A diaphragm intake is more than a repair option if the rotary intake on the crankcase is damaged. The TASSINARI diaphragm with eight flaps, for example, offers optimal flow conditions and setup possibilities for high-end tuners. The beauty is that the control times of the diaphragm plates are more or less automatically adjusted to the negative pressure in the crankcase. This results in enormously high-torque engines which, however, also deliver enormous peak power at high engine speeds without the tuner having to worry about control times or timing cross-sections.
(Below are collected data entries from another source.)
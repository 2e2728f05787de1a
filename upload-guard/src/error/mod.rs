//! Error types and error handling

use thiserror::Error;

use crate::config::ConfigError;
use crate::jobs::JobError;
use crate::storage::{QuarantineError, StorageError};

/// Top-level error for the upload service
///
/// Validation failures are not errors here; they come back as a rejected
/// [`crate::service::UploadDecision`].
#[derive(Debug, Error)]
pub enum UploadGuardError {
    /// Configuration error
    #[error("Configuration error: {0}")]
    Config(#[from] ConfigError),

    /// Storage error
    #[error(transparent)]
    Storage(#[from] StorageError),

    /// Quarantine error
    #[error(transparent)]
    Quarantine(#[from] QuarantineError),

    /// Scheduled job error
    #[error(transparent)]
    Job(#[from] JobError),

    /// A blocking task panicked or was cancelled
    #[error("Background task failed: {0}")]
    Task(#[from] tokio::task::JoinError),
}

#[cfg(test)]
mod tests {
    use super::*;

    #[test]
    fn test_storage_error_is_transparent() {
        let inner = StorageError::PathEscape("../etc".to_string());
        let message = inner.to_string();
        let err = UploadGuardError::from(inner);
        assert_eq!(err.to_string(), message);
    }

    #[test]
    fn test_config_error_is_prefixed() {
        let err = UploadGuardError::from(ConfigError::Invalid("sniff_bytes too small".to_string()));
        assert!(err.to_string().starts_with("Configuration error:"));
    }
}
A direct intake manifold sits directly on the cylinder, which offers the advantage of a short intake path and very direct response. Direct intake manifolds can be combined with intake diaphragm or piston or slot control. Slot control was standard equipment on Vespa up to the 180 Supersport, but has gone out of fashion because, for example, large fresh gas losses occur (consumption) and the lubrication of the connecting rod bearings could only be guaranteed with large quantities of oil (mixture 1:20).
Another special form is the double intake manifold, which makes sense in some engine layouts and ensures optimal filling.
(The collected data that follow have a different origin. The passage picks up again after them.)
//! Validate command

use std::path::PathBuf;

use anyhow::{bail, Context, Result};
use clap::Args;
use console::style;
use serde::Serialize;
use upload_guard::config::UploadConfig;
use upload_guard::storage::{UploadCandidate, ValidationOutcome, ValidationPipeline};

use super::{CommandContext, FAILURE, SUCCESS, WARNING};

/// Validate files without storing them
#[derive(Debug, Args)]
pub struct ValidateCommand {
    /// Files to validate
    #[arg(required = true)]
    pub files: Vec<PathBuf>,

    /// Declared content type (guessed from the extension when omitted)
    #[arg(long)]
    pub content_type: Option<String>,

    /// Validate under this filename instead of the file's own name
    #[arg(long)]
    pub name: Option<String>,
}

#[derive(Debug, Serialize)]
struct FileVerdict<'a> {
    path: &'a std::path::Path,
    outcome: ValidationOutcome,
}

impl ValidateCommand {
    /// Execute the validate command
    ///
    /// # Errors
    ///
    /// Returns an error if a file cannot be opened or any file is rejected.
    pub fn execute(&self, ctx: &CommandContext) -> Result<()> {
        let verdicts = self.validate_all(&ctx.config)?;

        if ctx.json {
            CommandContext::print_json(&verdicts)?;
        } else {
            for verdict in &verdicts {
                print_verdict(verdict);
            }
        }

        let rejected = verdicts.iter().filter(|v| !v.outcome.is_valid()).count();
        if rejected > 0 {
            bail!("{rejected} of {} file(s) rejected", verdicts.len());
        }
        Ok(())
    }

    fn validate_all(&self, config: &UploadConfig) -> Result<Vec<FileVerdict<'_>>> {
        let pipeline = ValidationPipeline::from_config(config);
        let mut verdicts = Vec::with_capacity(self.files.len());

        for path in &self.files {
            let mut candidate = UploadCandidate::from_path(path)
                .with_context(|| format!("Failed to open {}", path.display()))?;
            if let Some(name) = &self.name {
                candidate = candidate.with_filename(name.clone());
            }
            if let Some(content_type) = &self.content_type {
                candidate = candidate.with_content_type(content_type.clone());
            }

            let outcome = pipeline.validate(&mut candidate);
            verdicts.push(FileVerdict { path, outcome });
        }
        Ok(verdicts)
    }
}

fn print_verdict(verdict: &FileVerdict<'_>) {
    let outcome = &verdict.outcome;
    if outcome.is_valid() {
        println!(
            "{} {} {}",
            SUCCESS,
            style(verdict.path.display()).bold(),
            style(outcome.detected_mime().unwrap_or("unknown type")).dim()
        );
    } else {
        println!("{} {}", FAILURE, style(verdict.path.display()).bold().red());
    }

    for error in outcome.errors() {
        println!("    {} {}", style(error.code()).red(), error);
    }
    for warning in outcome.warnings() {
        println!("    {} {}", WARNING, style(warning).yellow());
    }
}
The first task of the air filter is - nomen est omen - to filter the intake air from dirt particles. Large particles can immediately cause serious damage, e.g. in the cylinder, while small particles such as sand dust can cause premature wear of crankshaft and connecting rod bearings. The shape of the air filter or even the intake funnel can influence the flow of the gasoline mixture, and an air filter also contributes significantly to noise reduction.
Petrol & Oil
Petrol is the lifeblood of the engine and what vitamins are to us humans, octane and additives are to the engine. Nevertheless, we recommend 95 octane fuel "Super Petrol" for two-stroke engines. The premium fuel varieties "Super Plus" with 98 and even 100 octane contain fire retardants that help improve the efficiency of four-stroke engines. However, our two-stroke engines burn twice as much fuel as four-stroke engines in the same amount of time and have only about a quarter of a crankshaft revolution to do so, which means that for two-stroke engines it is important to have a very high burn-through speed. This is easier to achieve with Super than with Super Plus fuels.
The new E10 fuel can damage the sensitive shaft seals due to the aggressive ethanol it contains. If you want to be on the safe side, we advise against using it on old scooters. Upon request, the manufacturer PIAGGIO has only approved E10 fuel for vehicles built after 2000.
A particularly important component for two-stroke engines is the oil used. Partially or fully synthetic oils are always preferable to simple mineral oils. At the petrol station you can often find lower quality oils at inflated prices. With our SIP Formula products, we offer very high-quality oils at permanently favourable prices. Our opinion regarding environmental protection and emissions, with which we not only burden ourselves but also our fellow human beings and fellow drivers, is: It is better to use a little of a very good oil than a lot of less good (cheap) oil. In our experience, with today's quality of oils and crankshaft bearings, there is no longer any reason to drive with mixture ratios of over 1:50. With this small active contribution, we hope to maintain our good reputation as scooter riders for as long as possible and not be driven out of the inner cities as stinkers.